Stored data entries
----------

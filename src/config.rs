//! 块缓存运行时参数
//!
//! 扇区大小, 索引数量等磁盘布局相关的常量位于 [`crate::fs`], 因为它们决定了磁盘格式, 不能在运行时修改.

use std::time::Duration;

use crate::fs::CACHE_SLOTS;

/// Every 1 ms the recency clock ages all slots
const RECENCY_INTERVAL_MS: u64 = 1;
/// Every 100 ms dirty slots are written back
const FLUSH_INTERVAL_MS: u64 = 100;
/// 预读线程没有任务时的休眠时间
const READ_AHEAD_IDLE_US: u64 = 200;

#[derive(Clone, Debug)]
pub struct CacheConfig {
    /// 缓存槽位数量, 至少为 1
    pub slots: usize,
    /// 最近访问时钟的周期, `None` 表示不启动该后台线程
    pub recency_interval: Option<Duration>,
    /// 脏块写回的周期, `None` 表示只在驱逐和关闭时写回
    pub flush_interval: Option<Duration>,
    /// 是否启动预读线程
    pub read_ahead: bool,
    pub read_ahead_idle: Duration,
}

impl Default for CacheConfig {
    fn default() -> Self {
        Self {
            slots: CACHE_SLOTS,
            recency_interval: Some(Duration::from_millis(RECENCY_INTERVAL_MS)),
            flush_interval: Some(Duration::from_millis(FLUSH_INTERVAL_MS)),
            read_ahead: true,
            read_ahead_idle: Duration::from_micros(READ_AHEAD_IDLE_US),
        }
    }
}

impl CacheConfig {
    /// 不启动任何后台线程, 老化和写回都需要手动触发 (测试用)
    pub fn manual(slots: usize) -> Self {
        Self {
            slots,
            recency_interval: None,
            flush_interval: None,
            read_ahead: false,
            ..Self::default()
        }
    }

    pub fn with_slots(mut self, slots: usize) -> Self {
        self.slots = slots;
        self
    }

    pub fn with_read_ahead(mut self, read_ahead: bool) -> Self {
        self.read_ahead = read_ahead;
        self
    }

    /// 是否需要启动任何后台线程
    pub fn has_daemons(&self) -> bool {
        self.recency_interval.is_some() || self.flush_interval.is_some() || self.read_ahead
    }
}
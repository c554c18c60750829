mod bitmap;
mod block_cache;
mod block_dev;
mod cache_daemon;
mod extent;
mod layout;
mod slot_lock;
mod vfs;
mod volume;

extern crate log;

/// Use a sector size of 512 bytes
pub const SECTOR_SIZE: usize = 512;
/// 扇区内可以存放的扇区指针 (u32) 数量
pub const ENTRIES_PER_SECTOR: usize = SECTOR_SIZE / 4;
/// 块缓存槽位的默认数量
pub const CACHE_SLOTS: usize = 64;
/// Magic number for inode record sanity check
pub const INODE_MAGIC: u32 = 0x494e_4f44;
/// Magic number for the super block
pub const VOLUME_MAGIC: u32 = 0x3b80_0002;
/// The number of direct pointers in an inode record
pub const DIRECT_COUNT: usize = 60;
/// The number of single-indirect pointers in an inode record
pub const SINGLE_INDIRECT_COUNT: usize = 40;
/// The upper bound of direct sector index
pub const DIRECT_BOUND: usize = DIRECT_COUNT;
/// The upper bound of single-indirect sector index
pub const SINGLE_INDIRECT_BOUND: usize = DIRECT_BOUND + SINGLE_INDIRECT_COUNT * ENTRIES_PER_SECTOR;
/// The upper bound of double-indirect sector index, 即单个文件最多可寻址的扇区数
pub const DOUBLE_INDIRECT_BOUND: usize =
    SINGLE_INDIRECT_BOUND + ENTRIES_PER_SECTOR * ENTRIES_PER_SECTOR;
/// 扇区的 bit 数量
pub const SECTOR_BITS: usize = SECTOR_SIZE * 8;

pub use bitmap::{FreeMap, SectorAllocator};
pub use block_cache::{BlockCache, CacheStats, SectorReadGuard, SectorWriteGuard};
pub use block_dev::BlockDevice;
pub use cache_daemon::CacheDaemon;
pub use extent::{byte_to_sector, create, extend, footprint, free, sectors_for};
pub use layout::*;
pub use slot_lock::{LockState, SlotLock};
pub use vfs::{Inode, InodeTable};
pub use volume::Volume;
impl BlockCache {
    pub fn new(device: Arc<dyn BlockDevice>, slots: usize) -> Self {
        assert!(slots > 0, "block cache needs at least one slot");
        let sector_count = device.sector_count();
        Self {
            device,
            sector_count,
            slots: (0..slots).map(|_| CacheSlot::new()).collect(),
            table: Mutex::new(()),
            read_ahead: Mutex::new(None),
            counters: Counters::default(),
        }
    }

    pub fn device(&self) -> &Arc<dyn BlockDevice> {
        &self.device
    }

    pub fn sector_count(&self) -> usize {
        self.sector_count
    }

    pub fn capacity(&self) -> usize {
        self.slots.len()
    }

    /// 以共享方式获取扇区, 未缓存时会从磁盘读入, 可能发生缓存替换
    pub fn read(&self, sector: usize) -> SectorReadGuard<'_> {
        let slot = self.lookup(sector, Access::Shared, Fill::Load);
        self.hint_read_ahead(sector);
        SectorReadGuard { cache: self, slot }
    }

    /// 以独占方式获取扇区, guard drop 时槽位被标记为脏
    pub fn write(&self, sector: usize) -> SectorWriteGuard<'_> {
        let slot = self.lookup(sector, Access::Exclusive, Fill::Load);
        self.hint_read_ahead(sector);
        SectorWriteGuard { cache: self, slot }
    }

    /// 获取一个内容全为 0 的扇区, 用于新分配的扇区.
    ///
    /// 未缓存时不会从磁盘读入旧内容, 而是直接在设备上清零;
    /// 已缓存时 (可能还是脏的) 清空缓存中的副本.
    pub fn write_zeroed(&self, sector: usize) -> SectorWriteGuard<'_> {
        let slot = self.lookup(sector, Access::Exclusive, Fill::Zero);
        let mut guard = SectorWriteGuard { cache: self, slot };
        guard.data_mut().fill(0);
        guard
    }

    /// 查找或载入 sector 所在的槽位, 返回时已按 access 持有槽位锁
    fn lookup(&self, sector: usize, access: Access, fill: Fill) -> usize {
        match self.try_lookup(sector, access, fill, true) {
            Some(slot) => slot,
            None => unreachable!("fatal lookup returned without a slot"),
        }
    }

    /// fatal 为 false 时, 所有槽位都忙碌则返回 None 而不是 panic
    fn try_lookup(&self, sector: usize, access: Access, fill: Fill, fatal: bool) -> Option<usize> {
        assert!(
            sector < self.sector_count,
            "sector {} out of device range {}",
            sector,
            self.sector_count
        );
        loop {
            let mut table = self.table.lock();
            if let Some(index) = self.find(sector) {
                drop(table);
                let slot = &self.slots[index];
                match access {
                    Access::Shared => slot.lock.acquire_shared(),
                    Access::Exclusive => slot.lock.acquire_exclusive(),
                }
                // 标签只会在独占持有时改变, 等待期间槽位可能已被替换, 需要重新确认
                if slot.holds(sector) {
                    slot.touch();
                    bump(&self.counters.hits);
                    return Some(index);
                }
                slot.release(access);
                continue;
            }

            let index = match self.claim() {
                Some(index) => index,
                None if fatal => panic!("Run out of BlockCache: every slot is busy"),
                None => return None,
            };
            let slot = &self.slots[index];
            if slot.valid.load(Ordering::Acquire) && slot.dirty.load(Ordering::Acquire) {
                // 脏数据必须在换上新标签之前写回, 否则其他线程可能从磁盘读到旧内容.
                // 写回期间牺牲者仍然挂着旧标签并被独占持有: 请求旧扇区的线程在槽位锁上等待,
                // 其他扇区的查找不受影响
                drop(table);
                self.write_back(index);
                table = self.table.lock();
                // 放开表锁期间其他线程可能已经载入了 sector, 此时槽位仍是旧扇区的干净副本
                if self.find(sector).is_some() {
                    slot.lock.release_exclusive();
                    continue;
                }
            }
            if slot.valid.load(Ordering::Acquire) {
                let victim = slot.sector.load(Ordering::Acquire);
                bump(&self.counters.evictions);
                trace!("evict sector {} from slot {}", victim, index);
            }
            slot.valid.store(false, Ordering::Release);
            slot.sector.store(sector, Ordering::Release);
            drop(table);

            // 设备 I/O 在表锁之外完成, 此时独占持有该槽位, 其他请求者会在槽位锁上等待
            let buf = self.bytes_mut(index);
            match fill {
                Fill::Load => self.device.read_sector(sector, buf),
                Fill::Zero => {
                    self.device.zero_sector(sector);
                    buf.fill(0);
                }
            }
            slot.dirty.store(false, Ordering::Release);
            slot.recency.store(0, Ordering::Release);
            slot.valid.store(true, Ordering::Release);
            slot.touch();
            bump(&self.counters.misses);
            trace!("load sector {} into slot {}", sector, index);

            // 载入者最终只持有共享锁, 与命中时一致
            if access == Access::Shared {
                slot.lock.downgrade();
            }
            return Some(index);
        }
    }

    /// 必须持有表锁
    fn find(&self, sector: usize) -> Option<usize> {
        self.slots
            .iter()
            .position(|slot| slot.sector.load(Ordering::Acquire) == sector)
    }

    /// 认领一个槽位并独占持有它: 优先使用空槽位, 否则驱逐. 必须持有表锁
    fn claim(&self) -> Option<usize> {
        if let Some(index) = self.slots.iter().position(|slot| {
            slot.sector.load(Ordering::Acquire) == EMPTY && slot.lock.try_acquire_exclusive()
        }) {
            return Some(index);
        }
        self.evict()
    }

    /// 选择一个牺牲者槽位, 返回时独占持有它.
    ///
    /// 依次尝试独占每个槽位, 正在被读写的槽位直接跳过.
    /// 在所有拿到的候选者中保留 recency 最小的那个, 被取代的候选者立即释放;
    /// recency 相同时保留先扫描到的. recency 为 0 的候选者不可能更旧, 直接结束扫描.
    fn evict(&self) -> Option<usize> {
        let mut victim: Option<(usize, u64)> = None;
        for (index, slot) in self.slots.iter().enumerate() {
            bump(&self.counters.scanned);
            if !slot.lock.try_acquire_exclusive() {
                continue;
            }
            let recency = slot.recency.load(Ordering::Acquire);
            match victim {
                Some((_, oldest)) if recency >= oldest => slot.lock.release_exclusive(),
                Some((previous, _)) => {
                    self.slots[previous].lock.release_exclusive();
                    victim = Some((index, recency));
                }
                None => victim = Some((index, recency)),
            }
            if matches!(victim, Some((_, 0))) {
                break;
            }
        }
        victim.map(|(index, _)| index)
    }

    fn hint_read_ahead(&self, sector: usize) {
        let next = sector + 1;
        if next < self.sector_count {
            *self.read_ahead.lock() = Some(next);
        }
    }

    /// 处理一次等待中的预读请求, 返回是否有请求被处理.
    ///
    /// 预读只是提示: 请求可能在处理前被覆盖, 所有槽位都忙碌时也会被直接丢弃.
    pub fn prefetch(&self) -> bool {
        let Some(sector) = self.read_ahead.lock().take() else {
            return false;
        };
        if let Some(index) = self.try_lookup(sector, Access::Shared, Fill::Load, false) {
            self.slots[index].lock.release_shared();
            bump(&self.counters.prefetches);
        }
        true
    }

    /// 最近访问时钟的一次扫描.
    ///
    /// 对每个能以共享方式拿到的有效槽位, 将 recency 右移一位, 并把 accessed 放入最高位.
    /// 只有在扫描者是唯一持有者时才清除 accessed, 以免抹掉一次仍在进行中的访问.
    /// 于是最近一个周期访问过的槽位拥有最大的计数, 64 个周期未被访问的槽位计数衰减为 0.
    pub fn age_slots(&self) {
        for slot in self.slots.iter() {
            if !slot.valid.load(Ordering::Acquire) || !slot.lock.try_acquire_shared() {
                continue;
            }
            if slot.valid.load(Ordering::Acquire) {
                // 取出与清除必须是同一个原子操作, 否则两者之间的一次 touch 会被抹掉
                let accessed = if slot.lock.shared_count() == 1 {
                    slot.accessed.swap(false, Ordering::AcqRel)
                } else {
                    slot.accessed.load(Ordering::Acquire)
                };
                let top = if accessed { RECENT_BIT } else { 0 };
                let _ = slot
                    .recency
                    .fetch_update(Ordering::AcqRel, Ordering::Acquire, |recency| {
                        Some((recency >> 1) | top)
                    });
            }
            slot.lock.release_shared();
        }
    }

    /// 尽力而为地写回脏槽位: 正在被写的槽位留到下一次, 返回写回的数量
    pub fn flush_dirty(&self) -> usize {
        let mut written = 0;
        for (index, slot) in self.slots.iter().enumerate() {
            if !slot.dirty.load(Ordering::Acquire) || !slot.lock.try_acquire_shared() {
                continue;
            }
            written += self.write_back(index) as usize;
            slot.lock.release_shared();
        }
        written
    }

    /// 同步写回所有脏槽位, 会等待正在进行的写操作结束
    pub fn flush(&self) {
        for (index, slot) in self.slots.iter().enumerate() {
            if !slot.dirty.load(Ordering::Acquire) {
                continue;
            }
            slot.lock.acquire_shared();
            self.write_back(index);
            slot.lock.release_shared();
        }
    }

    /// 必须至少以共享方式持有槽位: 写者需要独占锁, 因此写回期间内容不会改变
    fn write_back(&self, index: usize) -> bool {
        let slot = &self.slots[index];
        if !slot.valid.load(Ordering::Acquire) || !slot.dirty.swap(false, Ordering::AcqRel) {
            return false;
        }
        let sector = slot.sector.load(Ordering::Acquire);
        self.device.write_sector(sector, self.bytes(index));
        bump(&self.counters.write_backs);
        trace!("write back sector {} from slot {}", sector, index);
        true
    }

    /// sector 当前是否驻留在缓存中
    pub fn contains(&self, sector: usize) -> bool {
        let _table = self.table.lock();
        self.slots.iter().any(|slot| slot.holds(sector))
    }

    /// sector 所在槽位的 recency 计数
    pub fn recency_of(&self, sector: usize) -> Option<u64> {
        let _table = self.table.lock();
        self.slots
            .iter()
            .find(|slot| slot.holds(sector))
            .map(|slot| slot.recency.load(Ordering::Acquire))
    }

    pub fn stats(&self) -> CacheStats {
        let c = &self.counters;
        CacheStats {
            hits: c.hits.load(Ordering::Relaxed),
            misses: c.misses.load(Ordering::Relaxed),
            evictions: c.evictions.load(Ordering::Relaxed),
            scanned: c.scanned.load(Ordering::Relaxed),
            write_backs: c.write_backs.load(Ordering::Relaxed),
            prefetches: c.prefetches.load(Ordering::Relaxed),
        }
    }

    fn bytes(&self, index: usize) -> &[u8; SECTOR_SIZE] {
        unsafe { &(*self.slots[index].data.get()).0 }
    }

    #[allow(clippy::mut_from_ref)]
    fn bytes_mut(&self, index: usize) -> &mut [u8; SECTOR_SIZE] {
        unsafe { &mut (*self.slots[index].data.get()).0 }
    }

    fn raw(&self, index: usize) -> *mut u8 {
        self.slots[index].data.get().cast()
    }
}
//! # Interaction Plugin
//!
//! The host-facing contract ([`ActionPlugin`]), the static catalog entry, and
//! the controller that runs the interaction wait.

pub mod descriptor;
pub mod interaction;
pub mod traits;

pub use descriptor::{INTERACTION_DESCRIPTOR, TIMEOUT_PARAM};
pub use interaction::InteractionPlugin;
pub use traits::ActionPlugin;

----------

Task brief: Using the entries above, restate word for word every line from the one that contains "pub fn recency_of(&self, sector: usize)" through the last.

Response area:
    pub fn recency_of(&self, sector: usize) -> Option<u64> {
        let _table = self.table.lock();
        self.slots
            .iter()
            .find(|slot| slot.holds(sector))
            .map(|slot| slot.recency.load(Ordering::Acquire))
    }

    pub fn stats(&self) -> CacheStats {
        let c = &self.counters;
        CacheStats {
            hits: c.hits.load(Ordering::Relaxed),
            misses: c.misses.load(Ordering::Relaxed),
            evictions: c.evictions.load(Ordering::Relaxed),
            scanned: c.scanned.load(Ordering::Relaxed),
            write_backs: c.write_backs.load(Ordering::Relaxed),
            prefetches: c.prefetches.load(Ordering::Relaxed),
        }
    }

    fn bytes(&self, index: usize) -> &[u8; SECTOR_SIZE] {
        unsafe { &(*self.slots[index].data.get()).0 }
    }

    #[allow(clippy::mut_from_ref)]
    fn bytes_mut(&self, index: usize) -> &mut [u8; SECTOR_SIZE] {
        unsafe { &mut (*self.slots[index].data.get()).0 }
    }

    fn raw(&self, index: usize) -> *mut u8 {
        self.slots[index].data.get().cast()
    }
}
//! # Interaction Plugin
//!
//! The host-facing contract ([`ActionPlugin`]), the static catalog entry, and
//! the controller that runs the interaction wait.

pub mod descriptor;
pub mod interaction;
pub mod traits;

pub use descriptor::{INTERACTION_DESCRIPTOR, TIMEOUT_PARAM};
pub use interaction::InteractionPlugin;
pub use traits::ActionPlugin;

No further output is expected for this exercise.